To further complicate matters, Saldana was filming the Avatar sequel The Way of Water at the time and Cameron would later reveal his ambivalence for the Marvel and DC superhero movies, and what he perceived as their lack of emotional stakes.
“It was very conflicting when Endgame took the crown – and trust me, it was conflicting to be in the room with Jim,” Saldana says with a laugh.
“I’m not going to be revealing anything that Jim hasn’t already revealed himself in his interviews. I think he’s been pretty vocal about his opinions on certain super-fantastical stories out there and what they’re lacking, what he wishes they had more of, what he believes and takes pride in what his stories have. So, it was just funny.”
But though they might not always see eye-to-eye cinematically, Saldana says there is mutual respect between the two camps as evidenced by Cameron and Avatar producer Jon Landau mingling with the Marvel executives when she was awarded her star on the Hollywood Walk of Fame in 2018.
Cameron also congratulated directors Joe and Anthony Russo and Marvel boss Kevin Feige when Endgame hit the top spot in 2019 – then they returned the favour when Avatar reclaimed its title last year after a re-release in China.
“Everybody’s entitled to their point of view because you believe in what you’re making,” Saldana says. “But, at the end of the day, I don’t think that deters a level of respect they have for one another. And, as a child that may have been feeling like I was stuck between two worlds, they come together quite beautifully and graciously, and work together as well.”
To say that Avatar changed the lives of Saldana and her Aussie co-star Sam Worthington, who plays her love interest Jake Sully, would be a massive understatement. Until that point she’d been best known for a small part in the first Pirates of the Caribbean film as well as unremarkable roles in Guess Who and The Terminal. After Avatar became a genuine pop culture phenomenon, and partly at Cameron’s recommendation, she landed her Marvel role as well as that of Uhura in the hit Star Trek reboot. But it wasn’t just her career that benefited.

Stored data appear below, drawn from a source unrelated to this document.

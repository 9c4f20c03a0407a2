use std::net::{IpAddr, Ipv4Addr, SocketAddr};
use std::sync::Arc;
use std::time::Duration;

use arbor_core::{
    Acknowledgement, ErrorCode, GenericError, Identity, Message, Packet, SensorData,
    SensorDataRequest, SensorId,
};
use arbor_net::{
    Account, AccountError, AccountResolver, BroadcastHandler, Leaf, LeafConfig, PacketHandler,
    Stem, StemConfig,
};
use parking_lot::Mutex;
use tokio::sync::mpsc;

/// Keeps the last reading and answers mobile requests with it.
#[derive(Default)]
struct Greenhouse {
    latest: Mutex<Option<SensorData>>,
}

struct SensorSide(Arc<Greenhouse>);
struct MobileSide(Arc<Greenhouse>);

impl PacketHandler for SensorSide {
    fn handle(&self, _account: Option<&Account>, packet: &Packet) -> Option<Packet> {
        match packet.message() {
            Message::SensorData(data) => {
                *self.0.latest.lock() = Some(data.clone());
                Some(Packet::new(Acknowledgement))
            }
            _ => Some(Packet::new(GenericError::new(
                ErrorCode::WrongPacket,
                "expected sensor data",
            ))),
        }
    }
}

impl PacketHandler for MobileSide {
    fn handle(&self, _account: Option<&Account>, packet: &Packet) -> Option<Packet> {
        match packet.message() {
            Message::SensorDataRequest(_) => {
                let latest = self.0.latest.lock().clone().unwrap_or_default();
                Some(Packet::new(latest))
            }
            _ => None,
        }
    }
}

fn leaf_config(stem: &Stem) -> LeafConfig {
    LeafConfig {
        bind_address: IpAddr::V4(Ipv4Addr::LOCALHOST),
        registration_timeout: Duration::from_millis(500),
        ..LeafConfig::new(stem.local_location())
    }
}

#[tokio::test]
async fn sensor_reports_and_mobile_reads_back() {
    let store = Arc::new(Greenhouse::default());
    let resolver: Arc<dyn AccountResolver> =
        Arc::new(|_: IpAddr| -> Result<Account, AccountError> { Ok(Account::new(3, "bed-3")) });
    let listen: SocketAddr = "127.0.0.1:0".parse().unwrap();
    let stem = Stem::builder(StemConfig {
        endpoints_interval: Some(Duration::from_millis(100)),
        ..StemConfig::new(listen)
    })
    .handler(Identity::SensorEndpoint, Arc::new(SensorSide(store.clone())))
    .handler(Identity::MobileUser, Arc::new(MobileSide(store.clone())))
    .account_resolver(Identity::SensorEndpoint, resolver)
    .start()
    .await
    .unwrap();

    let sensor = Leaf::start(Identity::SensorEndpoint, leaf_config(&stem), None)
        .await
        .unwrap();
    sensor.wait_registration().await.unwrap();

    let mut reading = SensorData::new();
    reading.set(SensorId::SoilMoisture, 0.42);
    sensor.send(&Packet::new(reading.clone())).await.unwrap();
    let ack = sensor.receive().await.unwrap();
    assert_eq!(ack.message(), &Message::from(Acknowledgement));

    let (tx, mut broadcasts) = mpsc::unbounded_channel();
    let on_broadcast: Arc<dyn BroadcastHandler> = Arc::new(move |packet: Packet| {
        let _ = tx.send(packet);
    });
    let mobile = Leaf::start(Identity::MobileUser, leaf_config(&stem), Some(on_broadcast))
        .await
        .unwrap();
    mobile.wait_registration().await.unwrap();

    mobile
        .send(&Packet::new(SensorDataRequest::for_endpoint(3)))
        .await
        .unwrap();
    let reply = mobile.receive().await.unwrap();
    assert_eq!(reply.message(), &Message::from(reading));

    // Broadcasts only reach the handler while the leaf is receiving.
    let announced = async {
        loop {
            if let Ok(Some(packet)) = mobile.receive_timeout(Duration::from_millis(50)).await {
                panic!("unexpected unicast {:?}", packet);
            }
            if let Ok(packet) = broadcasts.try_recv() {
                return packet;
            }
        }
    };
    let announced = tokio::time::timeout(Duration::from_secs(3), announced)
        .await
        .expect("mobile user should hear the endpoint list");
    assert!(announced.is_broadcast());
    match announced.message() {
        Message::AvailableEndpoints(endpoints) => {
            assert_eq!(endpoints.get(3), Some("bed-3"));
            assert_eq!(endpoints.len(), 1);
        }
        other => panic!("unexpected broadcast {:?}", other),
    }

    sensor.close();
    mobile.close();
    stem.shutdown().await;
}

#[tokio::test]
async fn silent_sensor_is_pruned_and_can_register_again() {
    let listen: SocketAddr = "127.0.0.1:0".parse().unwrap();
    let stem = Stem::builder(StemConfig {
        prune_interval: Duration::from_millis(50),
        prune_threshold: Duration::from_millis(200),
        endpoints_interval: None,
        ..StemConfig::new(listen)
    })
    .start()
    .await
    .unwrap();

    let sensor = Leaf::start(Identity::SensorEndpoint, leaf_config(&stem), None)
        .await
        .unwrap();
    sensor.wait_registration().await.unwrap();
    let location = sensor.local_location().unwrap();
    assert!(stem.is_known_peer(location).await);

    let gone = async {
        while stem.is_known_peer(location).await {
            tokio::time::sleep(Duration::from_millis(25)).await;
        }
    };
    tokio::time::timeout(Duration::from_secs(2), gone)
        .await
        .expect("silent sensor should be pruned");

    stem.register_peer(location, Identity::SensorEndpoint)
        .await
        .unwrap();
    assert!(stem.is_known_peer(location).await);
    stem.shutdown().await;
}
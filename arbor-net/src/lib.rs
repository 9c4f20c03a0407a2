//! Arbor runtime on tokio.
//!
//! Leaves register with the stem's listener; the stem places each leaf in the
//! branch for its role, where a dedicated worker services it until it goes quiet.

pub mod branch;
pub mod hooks;
pub mod leaf;
pub mod prune;
pub mod stem;
pub mod transport;
pub mod worker;

pub use branch::{Branch, BranchError, BranchHooks};
pub use hooks::{Account, AccountError, AccountResolver, BroadcastHandler, PacketHandler};
pub use leaf::{Leaf, LeafConfig, LeafError, RegistrationFailure, RegistrationStatus};
pub use stem::{Stem, StemBuilder, StemConfig, StemError};
pub use transport::{Received, Transport, TransportError};
pub use worker::{Worker, WorkerState};
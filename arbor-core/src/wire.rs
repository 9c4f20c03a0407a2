//! Framing: every packet travels as exactly one 512-byte frame.
//!
//! ```text
//! [0]        opcode
//! [1]        broadcast flag (0 = unicast, 1 = broadcast)
//! [2, 508)   variant payload, zero padded
//! [508, 512) CRC32 (big-endian) over [0, 508)
//! ```
//!
//! Multi-byte fields are big-endian; strings are raw UTF-8 followed by a NUL.

use crate::integrity;
use crate::protocol::{self, Message, Packet};

/// Size of every frame on the wire.
pub const FRAME_SIZE: usize = 512;
/// Trailing checksum size.
pub const CRC_SIZE: usize = 4;
/// Bytes covered by the checksum: header plus payload.
pub const BODY_SIZE: usize = FRAME_SIZE - CRC_SIZE;
/// Opcode and broadcast flag.
pub const HEADER_SIZE: usize = 2;
/// Room left for variant fields.
pub const PAYLOAD_SIZE: usize = BODY_SIZE - HEADER_SIZE;

/// One encoded packet.
pub type Frame = [u8; FRAME_SIZE];

const BROADCAST: u8 = 1;
const UNICAST: u8 = 0;

/// Encode a packet into a frame: header, variant fields, zero padding, CRC32.
/// Fails instead of truncating when the fields do not fit.
pub fn encode_frame(packet: &Packet) -> Result<Frame, FrameEncodeError> {
    let mut writer = FrameWriter::new(packet.opcode().as_byte(), packet.is_broadcast());
    packet.message().build(&mut writer)?;
    Ok(writer.finish())
}

/// Number of payload bytes the message occupies once encoded (excluding header, padding and CRC).
pub fn encoded_len(message: &Message) -> Result<usize, FrameEncodeError> {
    let mut writer = FrameWriter::new(message.opcode().as_byte(), false);
    message.build(&mut writer)?;
    Ok(writer.written())
}

/// Decode one frame. Checks size, then checksum, then opcode, then the variant fields.
pub fn decode_frame(bytes: &[u8]) -> Result<Packet, FrameDecodeError> {
    if bytes.len() != FRAME_SIZE {
        return Err(FrameDecodeError::SizeMismatch(bytes.len()));
    }
    let (body, trailer) = bytes.split_at(BODY_SIZE);
    let expected = u32::from_be_bytes([trailer[0], trailer[1], trailer[2], trailer[3]]);
    let actual = integrity::checksum(body);
    if actual != expected {
        return Err(FrameDecodeError::ChecksumMismatch { expected, actual });
    }
    let extract = protocol::extractor(body[0]).ok_or(FrameDecodeError::UnknownOpcode(body[0]))?;
    let broadcast = match body[1] {
        UNICAST => false,
        BROADCAST => true,
        _ => return Err(FrameDecodeError::Malformed("broadcast flag is neither 0 nor 1")),
    };
    let mut reader = FrameReader::new(&body[HEADER_SIZE..]);
    let message = extract(&mut reader)?;
    let mut packet = Packet::new(message);
    packet.set_broadcast(broadcast);
    Ok(packet)
}

/// Error encoding a packet into a frame.
#[derive(Debug, Clone, PartialEq, Eq, thiserror::Error)]
pub enum FrameEncodeError {
    #[error("field of {needed} bytes overflows frame ({remaining} bytes free)")]
    Overflow { needed: usize, remaining: usize },
    #[error("invalid field: {0}")]
    InvalidField(&'static str),
}

/// Corrupt packet: the frame failed validation. The variant says why.
#[derive(Debug, Clone, PartialEq, Eq, thiserror::Error)]
pub enum FrameDecodeError {
    #[error("corrupt packet: frame is {0} bytes, expected {FRAME_SIZE}")]
    SizeMismatch(usize),
    #[error("corrupt packet: opcode {0} is not recognized")]
    UnknownOpcode(u8),
    #[error("corrupt packet: checksum {actual:#010x} does not match trailer {expected:#010x}")]
    ChecksumMismatch { expected: u32, actual: u32 },
    #[error("corrupt packet: {0}")]
    Malformed(&'static str),
}

/// Append-only cursor over the usable part of a frame. Writes past byte 508 fail.
pub struct FrameWriter {
    buf: Frame,
    pos: usize,
}

impl FrameWriter {
    fn new(opcode: u8, broadcast: bool) -> Self {
        let mut buf = [0u8; FRAME_SIZE];
        buf[0] = opcode;
        buf[1] = if broadcast { BROADCAST } else { UNICAST };
        Self {
            buf,
            pos: HEADER_SIZE,
        }
    }

    /// Payload bytes written so far.
    pub fn written(&self) -> usize {
        self.pos - HEADER_SIZE
    }

    /// Payload bytes still free.
    pub fn remaining(&self) -> usize {
        BODY_SIZE - self.pos
    }

    fn reserve(&mut self, needed: usize) -> Result<&mut [u8], FrameEncodeError> {
        let remaining = self.remaining();
        if needed > remaining {
            return Err(FrameEncodeError::Overflow { needed, remaining });
        }
        let start = self.pos;
        self.pos += needed;
        Ok(&mut self.buf[start..self.pos])
    }

    pub fn put_u8(&mut self, value: u8) -> Result<(), FrameEncodeError> {
        self.reserve(1)?[0] = value;
        Ok(())
    }

    pub fn put_bool(&mut self, value: bool) -> Result<(), FrameEncodeError> {
        self.put_u8(u8::from(value))
    }

    pub fn put_u32(&mut self, value: u32) -> Result<(), FrameEncodeError> {
        self.reserve(4)?.copy_from_slice(&value.to_be_bytes());
        Ok(())
    }

    pub fn put_f64(&mut self, value: f64) -> Result<(), FrameEncodeError> {
        self.reserve(8)?.copy_from_slice(&value.to_be_bytes());
        Ok(())
    }

    /// String bytes plus a NUL terminator.
    pub fn put_str(&mut self, value: &str) -> Result<(), FrameEncodeError> {
        if value.as_bytes().contains(&0) {
            return Err(FrameEncodeError::InvalidField("string contains a NUL byte"));
        }
        let bytes = value.as_bytes();
        let out = self.reserve(bytes.len() + 1)?;
        out[..bytes.len()].copy_from_slice(bytes);
        out[bytes.len()] = 0;
        Ok(())
    }

    /// Padding is already zero; only the checksum is left.
    fn finish(mut self) -> Frame {
        let crc = integrity::checksum(&self.buf[..BODY_SIZE]);
        self.buf[BODY_SIZE..].copy_from_slice(&crc.to_be_bytes());
        self.buf
    }
}

/// Read cursor over the payload region of a verified frame.
pub struct FrameReader<'a> {
    payload: &'a [u8],
    pos: usize,
}

impl<'a> FrameReader<'a> {
    fn new(payload: &'a [u8]) -> Self {
        Self { payload, pos: 0 }
    }

    pub fn remaining(&self) -> usize {
        self.payload.len() - self.pos
    }

    fn take(&mut self, n: usize) -> Result<&'a [u8], FrameDecodeError> {
        if n > self.remaining() {
            return Err(FrameDecodeError::Malformed("field runs past the end of the frame"));
        }
        let payload = self.payload;
        let out = &payload[self.pos..self.pos + n];
        self.pos += n;
        Ok(out)
    }

    /// Next byte without consuming it; `None` at the end of the payload.
    pub fn peek_u8(&self) -> Option<u8> {
        self.payload.get(self.pos).copied()
    }

    pub fn get_u8(&mut self) -> Result<u8, FrameDecodeError> {
        Ok(self.take(1)?[0])
    }

    pub fn get_bool(&mut self) -> Result<bool, FrameDecodeError> {
        match self.get_u8()? {
            0 => Ok(false),
            1 => Ok(true),
            _ => Err(FrameDecodeError::Malformed("boolean is neither 0 nor 1")),
        }
    }

    pub fn get_u32(&mut self) -> Result<u32, FrameDecodeError> {
        let b = self.take(4)?;
        Ok(u32::from_be_bytes([b[0], b[1], b[2], b[3]]))
    }

    pub fn get_f64(&mut self) -> Result<f64, FrameDecodeError> {
        let mut b = [0u8; 8];
        b.copy_from_slice(self.take(8)?);
        Ok(f64::from_be_bytes(b))
    }

    pub fn get_str(&mut self) -> Result<String, FrameDecodeError> {
        let payload = self.payload;
        let rest = &payload[self.pos..];
        let end = rest
            .iter()
            .position(|&b| b == 0)
            .ok_or(FrameDecodeError::Malformed("string is not NUL terminated"))?;
        let s = std::str::from_utf8(&rest[..end])
            .map_err(|_| FrameDecodeError::Malformed("string is not valid UTF-8"))?;
        self.pos += end + 1;
        Ok(s.to_owned())
    }
}
#[cfg(test)]
mod tests {
    use super::*;
    use crate::hooks::{Account, AccountError};
    use crate::worker::WorkerState;
    use arbor_core::wire::{decode_frame, encode_frame};
    use arbor_core::{Acknowledgement, Message, SensorData, SensorId};
    use std::net::{Ipv4Addr, SocketAddr};
    use std::sync::mpsc as std_mpsc;
    use tokio::net::UdpSocket;

    const LOCALHOST: IpAddr = IpAddr::V4(Ipv4Addr::LOCALHOST);

    struct Echo;

    impl PacketHandler for Echo {
        fn handle(&self, account: Option<&Account>, packet: &Packet) -> Option<Packet> {
            match packet.message() {
                Message::SensorData(_) => {
                    assert_eq!(account.map(|a| a.id), Some(42));
                    Some(Packet::new(Acknowledgement))
                }
                _ => None,
            }
        }
    }

    /// Blocks the handshake until the test lets it through.
    struct Gate(parking_lot::Mutex<std_mpsc::Receiver<()>>);

    impl AccountResolver for Gate {
        fn on_peer_connection(&self, _address: IpAddr) -> Result<Account, AccountError> {
            let _ = self.0.lock().recv();
            Ok(Account::new(42, "gated"))
        }
    }

    fn fixed_account(_: IpAddr) -> Result<Account, AccountError> {
        Ok(Account::new(42, "bed-1"))
    }

    fn branch_with(resolver: Arc<dyn AccountResolver>) -> Branch {
        Branch::spawn(
            "sensors",
            BranchHooks::new(Arc::new(Echo)).with_resolver(resolver),
            LOCALHOST,
        )
    }

    async fn leaf_socket() -> (UdpSocket, NodeLocation) {
        let socket = UdpSocket::bind("127.0.0.1:0").await.unwrap();
        let location = socket.local_addr().unwrap().into();
        (socket, location)
    }

    async fn recv_packet(socket: &UdpSocket, wait: Duration) -> Option<(Packet, SocketAddr)> {
        let mut buf = vec![0u8; 2048];
        match tokio::time::timeout(wait, socket.recv_from(&mut buf)).await {
            Ok(Ok((n, from))) => Some((decode_frame(&buf[..n]).unwrap(), from)),
            _ => None,
        }
    }

    #[tokio::test]
    async fn worker_answers_registration_then_serves() {
        let branch = branch_with(Arc::new(fixed_account));
        let (leaf, location) = leaf_socket().await;
        let worker = branch.add_peer(location).await.unwrap();

        let (response, from) = recv_packet(&leaf, Duration::from_secs(2)).await.unwrap();
        assert!(matches!(
            response.message(),
            Message::RegistrationResponse(r) if r.accepted && r.detail == "OK"
        ));
        assert_eq!(NodeLocation::from(from), worker.local_location().unwrap());
        assert_eq!(worker.account().map(|a| a.name.as_str()), Some("bed-1"));

        leaf.send_to(&[1, 2, 3], from).await.unwrap();
        let mut data = SensorData::new();
        data.set(SensorId::AirTemperature, 21.5);
        leaf.send_to(&encode_frame(&Packet::new(data)).unwrap(), from)
            .await
            .unwrap();
        let (reply, _) = recv_packet(&leaf, Duration::from_secs(2)).await.unwrap();
        assert_eq!(reply.message(), &Message::from(Acknowledgement));
        assert!(!reply.is_broadcast());

        branch.shutdown().await;
    }

    #[tokio::test]
    async fn duplicate_peer_is_rejected() {
        let branch = branch_with(Arc::new(fixed_account));
        let (_leaf, location) = leaf_socket().await;
        branch.add_peer(location).await.unwrap();
        let err = branch.add_peer(location).await.unwrap_err();
        assert!(matches!(err, BranchError::AlreadyRegistered(l) if l == location));
        assert_eq!(branch.workers().await.unwrap().len(), 1);
    }

    #[tokio::test]
    async fn broadcast_waits_for_registration_response() {
        let (open, gate) = std_mpsc::channel();
        let branch = branch_with(Arc::new(Gate(parking_lot::Mutex::new(gate))));
        let (leaf, location) = leaf_socket().await;
        let worker = branch.add_peer(location).await.unwrap();
        assert_eq!(worker.state(), WorkerState::Handshaking);

        let sending = {
            let branch = branch.clone();
            tokio::spawn(async move { branch.broadcast(&Packet::new(Acknowledgement)).await })
        };
        assert!(recv_packet(&leaf, Duration::from_millis(200)).await.is_none());
        assert!(!sending.is_finished());

        open.send(()).unwrap();
        let (first, _) = recv_packet(&leaf, Duration::from_secs(2)).await.unwrap();
        assert!(matches!(first.message(), Message::RegistrationResponse(_)));
        assert!(!first.is_broadcast());
        let (second, _) = recv_packet(&leaf, Duration::from_secs(2)).await.unwrap();
        assert_eq!(second.message(), &Message::from(Acknowledgement));
        assert!(second.is_broadcast());

        assert_eq!(sending.await.unwrap().unwrap(), 1);
    }

    #[tokio::test]
    async fn removal_during_handshake_releases_broadcast() {
        let (open, gate) = std_mpsc::channel();
        let branch = branch_with(Arc::new(Gate(parking_lot::Mutex::new(gate))));
        let (leaf, location) = leaf_socket().await;
        branch.add_peer(location).await.unwrap();

        let sending = {
            let branch = branch.clone();
            tokio::spawn(async move { branch.broadcast(&Packet::new(Acknowledgement)).await })
        };
        tokio::time::sleep(Duration::from_millis(50)).await;
        assert!(branch.remove_peer(location).await.unwrap());
        assert!(!branch.remove_peer(location).await.unwrap());

        let delivered = tokio::time::timeout(Duration::from_secs(2), sending)
            .await
            .expect("broadcast must not hang on a stopped worker")
            .unwrap()
            .unwrap();
        assert_eq!(delivered, 0);

        open.send(()).unwrap();
        assert!(recv_packet(&leaf, Duration::from_millis(200)).await.is_none());
    }

    #[tokio::test]
    async fn prune_evicts_silent_workers_only() {
        let branch = branch_with(Arc::new(fixed_account));
        let (_quiet, quiet_location) = leaf_socket().await;
        let (chatty, chatty_location) = leaf_socket().await;
        branch.add_peer(quiet_location).await.unwrap();
        branch.add_peer(chatty_location).await.unwrap();

        let (_, worker_addr) = recv_packet(&chatty, Duration::from_secs(2)).await.unwrap();
        let ping = encode_frame(&Packet::new(Acknowledgement)).unwrap();
        for _ in 0..4 {
            tokio::time::sleep(Duration::from_millis(100)).await;
            chatty.send_to(&ping, worker_addr).await.unwrap();
        }
        tokio::time::sleep(Duration::from_millis(50)).await;

        let evicted = branch.prune(Duration::from_millis(300)).await.unwrap();
        assert_eq!(evicted, vec![quiet_location]);
        assert!(!branch.contains(quiet_location).await.unwrap());
        assert!(branch.contains(chatty_location).await.unwrap());
    }

    #[tokio::test]
    async fn failed_account_lookup_drops_worker() {
        let branch = branch_with(Arc::new(|_: IpAddr| -> Result<Account, AccountError> {
            Err(AccountError::new("unknown device"))
        }));
        let (leaf, location) = leaf_socket().await;
        branch.add_peer(location).await.unwrap();

        assert!(recv_packet(&leaf, Duration::from_millis(300)).await.is_none());
        assert!(!branch.contains(location).await.unwrap());
    }

    #[tokio::test]
    async fn shutdown_stops_actor() {
        let branch = branch_with(Arc::new(fixed_account));
        let (_leaf, location) = leaf_socket().await;
        let worker = branch.add_peer(location).await.unwrap();
        branch.shutdown().await;
        branch.closed().await;
        assert_eq!(worker.state(), WorkerState::Stopped);
        assert!(matches!(
            branch.workers().await.unwrap_err(),
            BranchError::Shutdown
        ));
    }
}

The environmental themes of Avatar, in which the native Na’vi fought off a rapacious band of humans trying to strip their home in search of a rare and precious mineral, also made her question her own relationship with the planet.
“Along with many people across the globe, it changed my life in the sense that it was the very first time that I started to think about the environment,” she says. “I started to look around my life and be aware of the planet as a character that needed consideration, that needed thinking and needed care. Because, before that, I really feel like I was having a very unconscious life when it came to my relationship with my environment.”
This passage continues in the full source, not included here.